_Task brief_
Set down exactly the lines of the listing below that begin at the one containing "tell a clean" and end at the last line, both included.

:::::

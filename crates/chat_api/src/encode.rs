use futures_util::{Stream, StreamExt};
use serde::{Deserialize, Serialize};

/// Incremental event emitted by the model provider during one completion.
#[derive(Debug, Clone, PartialEq, Eq, Serialize, Deserialize)]
#[serde(tag = "type", rename_all = "snake_case")]
pub enum ProviderEvent {
    MessageStart,
    ContentBlockStart,
    ContentBlockDelta { delta: ProviderDelta },
    ContentBlockStop,
    MessageDelta,
    MessageStop,
}

/// Delta payload inside a `content_block_delta` provider event.
#[derive(Debug, Clone, PartialEq, Eq, Serialize, Deserialize)]
#[serde(tag = "type", rename_all = "snake_case")]
pub enum ProviderDelta {
    TextDelta { text: String },
    InputJsonDelta { partial_json: String },
}

/// The single frame kind the wire format carries to clients.
#[derive(Debug, Clone, PartialEq, Eq, Serialize, Deserialize)]
#[serde(tag = "type", rename_all = "snake_case")]
enum Frame {
    ContentBlockDelta { delta: FrameDelta },
}

#[derive(Debug, Clone, PartialEq, Eq, Serialize, Deserialize)]
#[serde(tag = "type", rename_all = "snake_case")]
enum FrameDelta {
    TextDelta { text: String },
}

/// Encode one provider event as a newline-terminated frame.
///
/// Only text deltas produce output; every other event kind yields nothing.
#[must_use]
pub fn encode_event(event: &ProviderEvent) -> Option<Vec<u8>> {
    match event {
        ProviderEvent::ContentBlockDelta {
            delta: ProviderDelta::TextDelta { text },
        } => {
            let frame = Frame::ContentBlockDelta {
                delta: FrameDelta::TextDelta { text: text.clone() },
            };
            let mut bytes = serde_json::to_vec(&frame).ok()?;
            bytes.push(b'\n');
            Some(bytes)
        }
        _ => None,
    }
}

/// Adapt a provider event stream into NDJSON frame bytes.
///
/// One event in, at most one frame out; nothing is batched. A provider error
/// passes through as the stream's final item, so consumers can tell a clean
/// end from a mid-stream failure.
pub fn frame_stream<S, E>(events: S) -> impl Stream<Item = Result<Vec<u8>, E>>
where
    S: Stream<Item = Result<ProviderEvent, E>>,
{
    let mut failed = false;
    events.filter_map(move |event| {
        let item = if failed {
            None
        } else {
            match event {
                Ok(event) => encode_event(&event).map(Ok),
                Err(error) => {
                    failed = true;
                    Some(Err(error))
                }
            }
        };
        async move { item }
    })
}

:::::

_Output below_
/// passes through as the stream's final item, so consumers can tell a clean
/// end from a mid-stream failure.
pub fn frame_stream<S, E>(events: S) -> impl Stream<Item = Result<Vec<u8>, E>>
where
    S: Stream<Item = Result<ProviderEvent, E>>,
{
    let mut failed = false;
    events.filter_map(move |event| {
        let item = if failed {
            None
        } else {
            match event {
                Ok(event) => encode_event(&event).map(Ok),
                Err(error) => {
                    failed = true;
                    Some(Err(error))
                }
            }
        };
        async move { item }
    })
}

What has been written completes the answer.